What is being asked: Only one stretch of the listing below is wanted. Begin at the line that has "pub fn system(content: impl", stop after the line that has "pub struct TokenUsage", and repeat every line in between exactly.

Data under study:
* * * * * * * * *

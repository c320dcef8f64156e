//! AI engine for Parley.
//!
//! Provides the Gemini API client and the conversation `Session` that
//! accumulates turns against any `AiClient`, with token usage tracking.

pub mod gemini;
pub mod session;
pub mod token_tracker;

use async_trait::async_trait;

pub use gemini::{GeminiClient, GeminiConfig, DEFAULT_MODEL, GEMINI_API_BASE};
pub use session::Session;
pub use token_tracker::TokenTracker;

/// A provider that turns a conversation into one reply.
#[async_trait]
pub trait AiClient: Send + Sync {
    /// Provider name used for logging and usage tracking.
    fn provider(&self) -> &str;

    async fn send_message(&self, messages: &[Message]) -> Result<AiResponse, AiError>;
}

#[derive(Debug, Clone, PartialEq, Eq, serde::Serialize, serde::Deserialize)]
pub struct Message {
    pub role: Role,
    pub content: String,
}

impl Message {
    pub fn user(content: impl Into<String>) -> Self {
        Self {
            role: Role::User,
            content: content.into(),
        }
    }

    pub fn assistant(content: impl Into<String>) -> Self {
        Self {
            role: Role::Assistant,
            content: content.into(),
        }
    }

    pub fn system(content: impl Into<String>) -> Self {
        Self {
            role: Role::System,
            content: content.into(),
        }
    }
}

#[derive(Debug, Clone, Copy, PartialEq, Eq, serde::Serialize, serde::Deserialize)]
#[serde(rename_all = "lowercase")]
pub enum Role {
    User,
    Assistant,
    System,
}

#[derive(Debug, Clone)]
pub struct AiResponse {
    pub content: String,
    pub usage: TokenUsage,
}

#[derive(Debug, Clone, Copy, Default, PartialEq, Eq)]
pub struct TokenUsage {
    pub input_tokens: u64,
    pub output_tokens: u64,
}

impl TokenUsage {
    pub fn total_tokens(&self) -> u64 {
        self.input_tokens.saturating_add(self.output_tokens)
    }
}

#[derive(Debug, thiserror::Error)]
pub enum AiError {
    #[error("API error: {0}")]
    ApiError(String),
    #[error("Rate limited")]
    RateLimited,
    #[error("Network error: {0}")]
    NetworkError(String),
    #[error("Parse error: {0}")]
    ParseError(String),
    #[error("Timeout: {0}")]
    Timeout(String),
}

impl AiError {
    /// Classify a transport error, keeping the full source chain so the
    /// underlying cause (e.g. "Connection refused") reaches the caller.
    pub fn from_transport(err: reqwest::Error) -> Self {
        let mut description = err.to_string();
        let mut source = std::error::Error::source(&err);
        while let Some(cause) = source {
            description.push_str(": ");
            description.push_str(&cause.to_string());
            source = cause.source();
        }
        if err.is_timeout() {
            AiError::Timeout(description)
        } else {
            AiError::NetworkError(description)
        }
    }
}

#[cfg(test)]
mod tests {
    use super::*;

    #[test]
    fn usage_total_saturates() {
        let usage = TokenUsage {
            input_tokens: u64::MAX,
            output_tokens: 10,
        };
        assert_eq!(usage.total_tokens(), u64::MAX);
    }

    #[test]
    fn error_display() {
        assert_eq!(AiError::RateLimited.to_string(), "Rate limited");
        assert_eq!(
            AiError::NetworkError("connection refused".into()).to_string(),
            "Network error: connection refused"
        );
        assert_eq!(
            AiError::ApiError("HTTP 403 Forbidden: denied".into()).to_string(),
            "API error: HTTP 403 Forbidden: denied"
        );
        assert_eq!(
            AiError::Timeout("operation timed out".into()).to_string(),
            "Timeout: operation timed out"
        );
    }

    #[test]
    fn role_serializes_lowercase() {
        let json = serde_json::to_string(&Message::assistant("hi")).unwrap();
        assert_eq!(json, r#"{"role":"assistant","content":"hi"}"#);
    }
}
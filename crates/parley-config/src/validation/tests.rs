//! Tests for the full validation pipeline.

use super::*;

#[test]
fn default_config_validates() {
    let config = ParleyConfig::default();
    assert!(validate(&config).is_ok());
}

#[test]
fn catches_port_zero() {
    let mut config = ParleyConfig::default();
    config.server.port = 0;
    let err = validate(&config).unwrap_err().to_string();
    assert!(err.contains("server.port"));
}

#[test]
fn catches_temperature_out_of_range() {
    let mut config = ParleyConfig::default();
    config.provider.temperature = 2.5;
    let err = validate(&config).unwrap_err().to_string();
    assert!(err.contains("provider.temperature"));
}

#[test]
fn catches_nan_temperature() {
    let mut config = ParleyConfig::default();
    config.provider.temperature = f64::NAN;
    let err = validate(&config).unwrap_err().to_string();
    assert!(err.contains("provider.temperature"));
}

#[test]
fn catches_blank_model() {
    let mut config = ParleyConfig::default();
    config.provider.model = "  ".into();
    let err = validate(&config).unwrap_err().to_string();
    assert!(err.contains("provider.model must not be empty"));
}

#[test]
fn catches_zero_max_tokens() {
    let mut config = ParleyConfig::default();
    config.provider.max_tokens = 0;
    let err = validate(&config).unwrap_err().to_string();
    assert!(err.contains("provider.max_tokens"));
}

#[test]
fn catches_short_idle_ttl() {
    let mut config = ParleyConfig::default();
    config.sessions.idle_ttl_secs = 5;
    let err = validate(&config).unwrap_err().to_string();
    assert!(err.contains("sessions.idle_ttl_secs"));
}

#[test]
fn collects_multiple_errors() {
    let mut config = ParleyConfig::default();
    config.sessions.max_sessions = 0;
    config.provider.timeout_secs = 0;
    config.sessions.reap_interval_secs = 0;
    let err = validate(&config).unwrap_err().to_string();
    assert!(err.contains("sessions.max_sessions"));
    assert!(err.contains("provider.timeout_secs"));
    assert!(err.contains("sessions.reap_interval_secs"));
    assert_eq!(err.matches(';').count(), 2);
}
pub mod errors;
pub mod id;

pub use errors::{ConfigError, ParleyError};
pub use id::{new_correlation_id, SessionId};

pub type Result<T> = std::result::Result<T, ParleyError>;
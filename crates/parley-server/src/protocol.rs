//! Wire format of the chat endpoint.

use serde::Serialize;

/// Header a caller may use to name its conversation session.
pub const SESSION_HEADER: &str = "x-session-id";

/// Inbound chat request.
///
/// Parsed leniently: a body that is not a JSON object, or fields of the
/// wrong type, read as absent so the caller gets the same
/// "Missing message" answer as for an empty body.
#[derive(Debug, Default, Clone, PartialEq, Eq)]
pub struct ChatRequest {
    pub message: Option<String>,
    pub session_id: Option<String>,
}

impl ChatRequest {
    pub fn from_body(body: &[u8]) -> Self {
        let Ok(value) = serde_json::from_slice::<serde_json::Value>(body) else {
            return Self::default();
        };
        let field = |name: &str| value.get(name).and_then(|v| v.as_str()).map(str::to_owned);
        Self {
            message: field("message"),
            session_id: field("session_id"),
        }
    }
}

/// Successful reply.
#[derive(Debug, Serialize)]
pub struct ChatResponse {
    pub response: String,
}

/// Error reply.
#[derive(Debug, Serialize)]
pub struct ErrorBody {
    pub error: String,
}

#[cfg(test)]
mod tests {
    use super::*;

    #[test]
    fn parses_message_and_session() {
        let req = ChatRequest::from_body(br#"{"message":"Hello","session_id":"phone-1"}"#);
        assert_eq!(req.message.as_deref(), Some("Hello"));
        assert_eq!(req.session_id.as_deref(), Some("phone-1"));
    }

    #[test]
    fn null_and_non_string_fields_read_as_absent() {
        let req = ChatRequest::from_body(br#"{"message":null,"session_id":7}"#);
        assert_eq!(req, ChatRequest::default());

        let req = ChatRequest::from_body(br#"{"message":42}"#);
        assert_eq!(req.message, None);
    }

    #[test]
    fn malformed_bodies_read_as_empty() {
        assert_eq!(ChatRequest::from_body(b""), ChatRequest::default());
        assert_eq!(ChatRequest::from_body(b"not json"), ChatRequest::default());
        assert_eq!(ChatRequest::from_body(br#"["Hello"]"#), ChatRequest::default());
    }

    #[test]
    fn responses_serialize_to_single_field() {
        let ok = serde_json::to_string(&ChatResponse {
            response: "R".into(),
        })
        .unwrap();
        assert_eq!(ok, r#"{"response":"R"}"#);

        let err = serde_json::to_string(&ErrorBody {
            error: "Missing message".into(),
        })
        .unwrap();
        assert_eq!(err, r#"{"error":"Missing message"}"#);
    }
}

* * * * * * * * *

Written response:
    pub fn system(content: impl Into<String>) -> Self {
        Self {
            role: Role::System,
            content: content.into(),
        }
    }
}

#[derive(Debug, Clone, Copy, PartialEq, Eq, serde::Serialize, serde::Deserialize)]
#[serde(rename_all = "lowercase")]
pub enum Role {
    User,
    Assistant,
    System,
}

#[derive(Debug, Clone)]
pub struct AiResponse {
    pub content: String,
    pub usage: TokenUsage,
}

#[derive(Debug, Clone, Copy, Default, PartialEq, Eq)]
pub struct TokenUsage {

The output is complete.